Work item | If a line in the material below has the word "Serialize", copy it.

Data supplied |
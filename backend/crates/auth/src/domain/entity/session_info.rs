//! Session Info Entity
//!
//! The ephemeral payload stored against a session token at login and
//! read back on every authenticated request. Lives only in the session
//! store; no durability across store restarts.

use kernel::id::{AccountId, FacultyId, StudentId};
use serde::{Deserialize, Serialize};

/// Authenticated-session payload
///
/// Exactly one of `student_id`/`faculty_id` is set, matching the
/// `is_student` discriminator.
#[derive(Debug, Clone, PartialEq, Serialize, Deserialize)]
#[serde(rename_all = "camelCase")]
pub struct SessionInfo {
    pub account_id: AccountId,
    pub is_student: bool,
    #[serde(skip_serializing_if = "Option::is_none")]
    pub student_id: Option<StudentId>,
    #[serde(skip_serializing_if = "Option::is_none")]
    pub faculty_id: Option<FacultyId>,
}

impl SessionInfo {
    /// Session payload for a student account
    pub fn for_student(account_id: AccountId, student_id: StudentId) -> Self {
        Self {
            account_id,
            is_student: true,
            student_id: Some(student_id),
            faculty_id: None,
        }
    }

    /// Session payload for a faculty account
    pub fn for_faculty(account_id: AccountId, faculty_id: FacultyId) -> Self {
        Self {
            account_id,
            is_student: false,
            student_id: None,
            faculty_id: Some(faculty_id),
        }
    }
}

Answer box |
use serde::{Deserialize, Serialize};
#[derive(Debug, Clone, PartialEq, Serialize, Deserialize)]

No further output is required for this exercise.